Choke, Chuck Palahniuk (2001)

"Victor Mancini, obsédé sexuel et fils modèle, est ruiné par l'hospitalisation de sa mère, atteinte de la maladie d'Alzheimer. Pour faire face à ses dépenses, il met au point un stratagème extravagant : faire mine de s'asphyxier avec la nourriture en dînant dans des restaurants chic et gagner la compassion d'une clientèle de luxe.
Entre deux crises d'étouffement au caviar, Victor travaille comme figurant dans un parc à thème historique et participe à des séances de thérapie collective pour drogués du sexe incurables. Mais c'est au chevet de sa mère qu'il retrouve intacte la folie galopante qui a ravagé son enfance.
Derrière le délire sénile de cette vieille dame indigne, parviendra-t-il à percer à jour l'hallucinant secret de ses origines ?
"

J'avais déjà lu ce livre il y a quelques années, mais j'en avais oublié le contenu, et comme j'ai eu l'occasion de le relire, j'en ai profité. J'ai d'ailleurs déjà lus pas mal de livres de cet auteur, j'aime plutôt bien son univers tordu et ses personnages déjantés.

L'histoire de Choke est celle de Victor, qui travaille sur un site d'attraction sur le thème de l'histoire avec des collègues drogués et qui finance l'hospitalisation de sa mère avec une arnaque dont le principe est de faire mine de s'étouffer en mangeant. Victor est également sexoolique et suit une thérapie en douze étapes dans laquelle il est bloqué au quatrième palier qui consiste à faire le point sur toutes les choses mauvaises que l'addiction a poussé à faire. Sans compter que sa mère est malade et qu'il ne sait pas qui est son père.
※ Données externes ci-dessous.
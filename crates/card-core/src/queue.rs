use crate::animation::{Animate, AnimationDescriptor, AnimationInstance, Step};
use crate::error::AnimationError;
use crate::lerp::Interpolate;
use std::collections::VecDeque;

/// Ordered chain of animations played one after another.
///
/// `current_index` counts finished instances and only moves forward; finished
/// instances are dropped as the queue advances past them.
pub struct AnimationQueue {
    id: String,
    pending: VecDeque<Box<dyn Animate>>,
    current_index: usize,
    is_playing: bool,
    failed: bool,
    stopped_at: Option<f64>,
}

impl AnimationQueue {
    pub fn new(id: impl Into<String>) -> Self {
        Self {
            id: id.into(),
            pending: VecDeque::new(),
            current_index: 0,
            is_playing: false,
            failed: false,
            stopped_at: None,
        }
    }

    pub fn id(&self) -> &str {
        &self.id
    }

    pub fn is_playing(&self) -> bool {
        self.is_playing
    }

    pub fn current_index(&self) -> usize {
        self.current_index
    }

    /// Total number of instances ever enqueued, finished ones included.
    pub fn len(&self) -> usize {
        self.current_index + self.pending.len()
    }

    pub fn is_empty(&self) -> bool {
        self.len() == 0
    }

    pub fn remaining(&self) -> usize {
        self.pending.len()
    }

    /// Set when a callback failed; the queue was stopped at that instance.
    pub fn is_failed(&self) -> bool {
        self.failed
    }

    /// Start time of the instance currently at the head, once it was touched.
    pub fn current_start(&self) -> Option<f64> {
        self.pending.front().and_then(|a| a.start_timestamp())
    }

    pub fn push<T: Interpolate>(
        &mut self,
        descriptor: AnimationDescriptor<T>,
    ) -> Result<(), AnimationError> {
        let instance = AnimationInstance::new(descriptor)?;
        self.pending.push_back(Box::new(instance));
        Ok(())
    }

    /// Returns true if the queue transitioned to playing.
    pub(crate) fn play(&mut self, now: f64) -> bool {
        if self.is_playing {
            return false;
        }
        if self.pending.is_empty() {
            log::debug!("[anim] queue `{}` has nothing left to play", self.id);
            return false;
        }
        if let Some(stopped_at) = self.stopped_at.take() {
            let paused_for = (now - stopped_at).max(0.0);
            if let Some(head) = self.pending.front_mut() {
                head.shift(paused_for);
            }
        }
        self.failed = false;
        self.is_playing = true;
        true
    }

    pub(crate) fn pause(&mut self, now: f64) {
        if self.is_playing {
            self.is_playing = false;
            self.stopped_at = Some(now);
        }
    }

    pub(crate) fn fail(&mut self, now: f64) {
        self.pause(now);
        self.failed = true;
    }

    /// Advance the head instance to `now`, chaining into the next instance
    /// with the leftover time when the head finishes.
    pub(crate) fn advance(&mut self, now: f64) -> anyhow::Result<()> {
        let mut carried = None;
        while let Some(head) = self.pending.front_mut() {
            match head.step(now, carried)? {
                Step::Running => return Ok(()),
                Step::Finished { at } => {
                    self.pending.pop_front();
                    self.current_index += 1;
                    carried = Some(at);
                }
            }
        }
        self.is_playing = false;
        self.stopped_at = None;
        Ok(())
    }
}
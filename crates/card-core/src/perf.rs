//! Lightweight frame-rate and timing instrumentation.

use crate::constants::{MONITOR_MAX_SAMPLES, STATS_WINDOW_MS};
use fnv::FnvHashMap;
use std::collections::VecDeque;

#[derive(Clone, Copy, Debug, Default, PartialEq)]
pub struct FrameMetrics {
    pub fps: u32,
    pub frame_time_ms: f64,
    pub updates: u32,
}

/// Counts frames and reports metrics once per window.
#[derive(Clone, Debug)]
pub struct FrameStats {
    window_ms: f64,
    window_start: Option<f64>,
    frames: u32,
    updates: u32,
    latest: FrameMetrics,
}

impl Default for FrameStats {
    fn default() -> Self {
        Self::new(STATS_WINDOW_MS)
    }
}

impl FrameStats {
    pub fn new(window_ms: f64) -> Self {
        Self {
            window_ms,
            window_start: None,
            frames: 0,
            updates: 0,
            latest: FrameMetrics::default(),
        }
    }

    /// Count one work item (e.g. a rotation update) in the current window.
    pub fn note_update(&mut self) {
        self.updates += 1;
    }

    /// Record a frame at `now_ms`; returns fresh metrics when a window closes.
    pub fn frame(&mut self, now_ms: f64) -> Option<FrameMetrics> {
        let Some(start) = self.window_start else {
            // first frame only opens the window
            self.window_start = Some(now_ms);
            return None;
        };
        self.frames += 1;
        let elapsed = now_ms - start;
        if elapsed < self.window_ms || elapsed <= 0.0 {
            return None;
        }
        self.latest = FrameMetrics {
            fps: ((self.frames as f64 * 1000.0) / elapsed).round() as u32,
            frame_time_ms: elapsed / self.frames as f64,
            updates: self.updates,
        };
        self.frames = 0;
        self.updates = 0;
        self.window_start = Some(now_ms);
        Some(self.latest)
    }

    pub fn latest(&self) -> FrameMetrics {
        self.latest
    }
}

/// Named begin/end measurements keeping a bounded history per label.
#[derive(Clone, Debug)]
pub struct PerformanceMonitor {
    max_samples: usize,
    open: FnvHashMap<String, f64>,
    samples: FnvHashMap<String, VecDeque<f64>>,
}

impl Default for PerformanceMonitor {
    fn default() -> Self {
        Self::new(MONITOR_MAX_SAMPLES)
    }
}

impl PerformanceMonitor {
    pub fn new(max_samples: usize) -> Self {
        Self {
            max_samples: max_samples.max(1),
            open: FnvHashMap::default(),
            samples: FnvHashMap::default(),
        }
    }

    pub fn begin(&mut self, label: &str, now_ms: f64) {
        self.open.insert(label.to_string(), now_ms);
    }

    /// Close a measurement; returns its duration, or `None` without a matching `begin`.
    pub fn end(&mut self, label: &str, now_ms: f64) -> Option<f64> {
        let started = self.open.remove(label)?;
        let duration = (now_ms - started).max(0.0);
        let history = self.samples.entry(label.to_string()).or_default();
        history.push_back(duration);
        while history.len() > self.max_samples {
            history.pop_front();
        }
        Some(duration)
    }

    /// Mean of the retained samples, 0 when there are none.
    pub fn average(&self, label: &str) -> f64 {
        match self.samples.get(label) {
            Some(h) if !h.is_empty() => h.iter().sum::<f64>() / h.len() as f64,
            _ => 0.0,
        }
    }

    pub fn sample_count(&self, label: &str) -> usize {
        self.samples.get(label).map_or(0, VecDeque::len)
    }
}
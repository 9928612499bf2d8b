#![cfg(target_arch = "wasm32")]
use card_core::{ClickConfig, ClickTracker, FrameStats, GestureConfig, GestureEngine, PerformanceMonitor};
use instant::Instant;
use std::cell::RefCell;
use std::rc::Rc;
use wasm_bindgen::prelude::*;
use web_sys as web;

mod audio;
mod constants;
mod dom;
mod events;
mod frame;
mod input;
mod overlay;
mod scene;

use constants::*;

#[wasm_bindgen(start)]
pub fn start() -> Result<(), JsValue> {
    console_error_panic_hook::set_once();
    console_log::init_with_level(log::Level::Info).ok();
    log::info!("card-web starting");

    if let Err(e) = init() {
        log::error!("init error: {:?}", e);
    }
    Ok(())
}

fn init() -> anyhow::Result<()> {
    let window = web::window().ok_or_else(|| anyhow::anyhow!("no window"))?;
    let document = window
        .document()
        .ok_or_else(|| anyhow::anyhow!("no document"))?;

    let stage = dom::html_element(&document, STAGE_ELEMENT_ID)?;
    let card = dom::html_element(&document, CARD_ELEMENT_ID)?;
    // the browser must not claim pinch/pan for scrolling
    dom::set_style(&stage, "touch-action", "none");

    // Audio is optional: the card still works without WebAudio
    let audio = match audio::AudioFeedback::new() {
        Ok(a) => Some(Rc::new(a)),
        Err(e) => {
            log::warn!("[audio] disabled: {:#}", e);
            None
        }
    };

    let scene = Rc::new(RefCell::new(scene::CardScene::new()?));
    let gestures = Rc::new(RefCell::new(GestureEngine::new(
        GestureConfig::default(),
        events::CardGestures {
            scene: scene.clone(),
            audio: audio.clone(),
        },
    )?));
    let clicks = Rc::new(RefCell::new(ClickTracker::new(ClickConfig::default())?));

    events::wire_input_handlers(events::InputWiring {
        stage: stage.clone(),
        card: card.clone(),
        scene: scene.clone(),
        gestures: gestures.clone(),
        clicks,
        audio: audio.clone(),
    });
    events::wire_global_keydown(scene.clone(), gestures.clone(), audio);
    overlay::hide(&document);

    let frame_ctx = Rc::new(RefCell::new(frame::FrameContext {
        document,
        card,
        scene,
        gestures,
        stats: FrameStats::default(),
        monitor: PerformanceMonitor::default(),
        last_instant: Instant::now(),
        last_transform: String::new(),
        last_accent: String::new(),
    }));
    frame::start_loop(frame_ctx);
    Ok(())
}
Bref, l'histoire est assez loufoque, absurde, âpre, cynique, dérangeante, etc. C'est tout à fait à l'image de ce que j'avais retenu des textes de Chuck Palahniuk, et à cela m'a donné envie de me replonger dans la bibliographie de cet auteur si l'occasion se présente (comme s'il n'y avait déjà pas assez de livres à découvrir, je vais aller m'encombrer de relectures !).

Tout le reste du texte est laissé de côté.